Abstract

While recent advances in percutaneous coronary interventions, treatment of coronary bifurcation lesions is a challenging area. For increasing the success rate of complicated angioplasty and minimizing complication, micro-robot angioplasty which has the benefits of precision and miniaturization is emerging as one of treatment modalities. Atherosclerosis might be affected by the vascular geometry such as diameter, curved angle, bifurcation angle, and by the hemodynamic factor, such as oscillatory shear stress. The purpose of this study is investigating the flow characteristics and distributions of the hemodynamic wall parameters (HWP) and comparing atheroma volume (AV) according as bifurcation angle (BA).

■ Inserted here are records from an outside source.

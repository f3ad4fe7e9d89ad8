//! Photo Upload Handler

use axum::{
    extract::{Multipart, State},
    http::StatusCode,
    Json,
};

use crate::application::dto::UploadResponse;
use crate::application::services::IncomingPhoto;
use crate::shared::error::AppError;
use crate::startup::AppState;

const FILE_FIELDS: [&str; 2] = ["photo", "file"];

/// Multipart upload: a `photo` (or `file`) part and an optional `orderId`
pub async fn upload_photo(
    State(state): State<AppState>,
    mut multipart: Multipart,
) -> Result<(StatusCode, Json<UploadResponse>), AppError> {
    let mut photo = None;
    let mut order_id = None;

    while let Some(field) = multipart
        .next_field()
        .await
        .map_err(|e| AppError::BadRequest(e.body_text()))?
    {
        let name = field.name().unwrap_or_default().to_string();

        if name == "orderId" {
            let value = field
                .text()
                .await
                .map_err(|e| AppError::BadRequest(e.body_text()))?;
            let value = value.trim();
            if !value.is_empty() {
                order_id = Some(value.to_string());
            }
        } else if FILE_FIELDS.contains(&name.as_str()) && photo.is_none() {
            let file_name = field.file_name().map(str::to_string);
            let content_type = field.content_type().map(str::to_string);
            let bytes = field
                .bytes()
                .await
                .map_err(|e| AppError::BadRequest(e.body_text()))?;

            photo = Some(IncomingPhoto {
                file_name,
                content_type,
                bytes: bytes.to_vec(),
            });
        }
    }

    let photo = photo.ok_or_else(|| AppError::missing_field("photo"))?;
    let response = state.uploads().accept(photo, order_id.as_deref()).await?;
    Ok((StatusCode::CREATED, Json(response)))
}
//! Photo storage on the local filesystem.
//!
//! Files are written under `uploads.dir` with a random name and served back
//! by the static file service mounted at `uploads.public_path`.

use std::path::PathBuf;

use crate::config::UploadSettings;

const KNOWN_EXTENSIONS: &[&str] = &["jpg", "jpeg", "png", "gif", "webp", "bmp", "heic", "heif", "avif", "tiff"];

/// Accepted `image/*` subtypes and the extension each is stored under.
/// Only raster formats: anything a browser could run script from stays out.
const RASTER_TYPES: &[(&str, &str)] = &[
    ("jpeg", "jpg"),
    ("pjpeg", "jpg"),
    ("png", "png"),
    ("gif", "gif"),
    ("webp", "webp"),
    ("bmp", "bmp"),
    ("heic", "heic"),
    ("heif", "heif"),
    ("avif", "avif"),
    ("tiff", "tiff"),
];

/// A photo written to disk.
#[derive(Debug, Clone, PartialEq, Eq)]
pub struct StoredPhoto {
    pub filename: String,
    pub url: String,
    pub size: usize,
}

pub struct PhotoStorage {
    dir: PathBuf,
    public_path: String,
}

impl PhotoStorage {
    pub fn new(settings: &UploadSettings) -> Self {
        Self {
            dir: PathBuf::from(&settings.dir),
            public_path: settings.public_path.trim_end_matches('/').to_string(),
        }
    }

    /// Write the file under a fresh `{uuid}.{ext}` name.
    pub async fn save(
        &self,
        original_name: Option<&str>,
        content_type: &str,
        bytes: &[u8],
    ) -> std::io::Result<StoredPhoto> {
        tokio::fs::create_dir_all(&self.dir).await?;

        let filename = format!(
            "{}.{}",
            uuid::Uuid::new_v4().simple(),
            file_extension(original_name, content_type)
        );
        tokio::fs::write(self.dir.join(&filename), bytes).await?;

        tracing::debug!(filename = %filename, size = bytes.len(), "Photo stored");

        Ok(StoredPhoto {
            url: format!("{}/{}", self.public_path, filename),
            filename,
            size: bytes.len(),
        })
    }
}

/// Stored extension for a raster image MIME type, `None` for anything else.
pub fn raster_extension(content_type: &str) -> Option<&'static str> {
    let subtype = content_type
        .split(';')
        .next()?
        .trim()
        .to_ascii_lowercase();
    let subtype = subtype.strip_prefix("image/")?;

    RASTER_TYPES
        .iter()
        .find(|(known, _)| *known == subtype)
        .map(|(_, ext)| *ext)
}

pub fn is_raster_image(content_type: &str) -> bool {
    raster_extension(content_type).is_some()
}

/// Extension from the client's file name when it is a known image type,
/// otherwise from the MIME type.
pub fn file_extension(original_name: Option<&str>, content_type: &str) -> String {
    let from_name = original_name
        .and_then(|name| name.rsplit_once('.'))
        .map(|(_, ext)| ext.to_ascii_lowercase())
        .filter(|ext| KNOWN_EXTENSIONS.contains(&ext.as_str()));

    from_name.unwrap_or_else(|| raster_extension(content_type).unwrap_or("img").to_string())
}
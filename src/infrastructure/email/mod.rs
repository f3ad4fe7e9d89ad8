//! Email delivery backends.

mod http_mailer;
mod log_mailer;

use std::sync::Arc;

use crate::config::EmailSettings;
use crate::domain::Mailer;

pub use http_mailer::HttpMailer;
pub use log_mailer::LogMailer;

/// Provider-backed mailer when an API key is configured, log-only otherwise.
pub fn create_mailer(settings: &EmailSettings) -> anyhow::Result<Arc<dyn Mailer>> {
    match settings.api_key.as_deref().map(str::trim) {
        Some(key) if !key.is_empty() => Ok(Arc::new(HttpMailer::new(settings)?)),
        _ => {
            tracing::warn!("No email API key configured; outgoing emails will only be logged");
            Ok(Arc::new(LogMailer))
        }
    }
}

Coronary bifurcation model between left anterior descending artery and first diagonal branch according as different angle from computed tomogram data. HWP, such as time averaged wall shear stress (TAWSS), oscillating shear index (OSI), and wall shear stress (WSS) distributions in coronary bifurcation model were calculated under different bifurcation angle (30, 45, 60, and 90°). AV was analyzed quantitatively with CT and intravascular ultrasound (IVUS) from patients with stable angina (n=89). AV was compared according as BA. The bigger the BA, the lower TAWSS and the higher OSI at SB [TAWSS (Pa): 0.133, 0.020, 0.045, 0.060, OSI: 0.309, 0.472, 0.442, 0.469 at 30, 45, 60, and 90°, respectively]. The low shear zone was widening when the BA increasing. The mean AV of side branch in small BA (n= 40, <45°) was significantly smaller than large BA (n=49, <45°) (12.5±6.2 mm3 vs. 25.6±10.7 mm3), p = 0.035) and correlated positively (r2=0.15, p<0.05). In conclusion, over 45° of BA might have more hemodynamically atherogenic risk and might have restenosis risk of SB after main branch intervention. We suggest that small BA side branch might have lower risk for atherosclerosis and restenosis.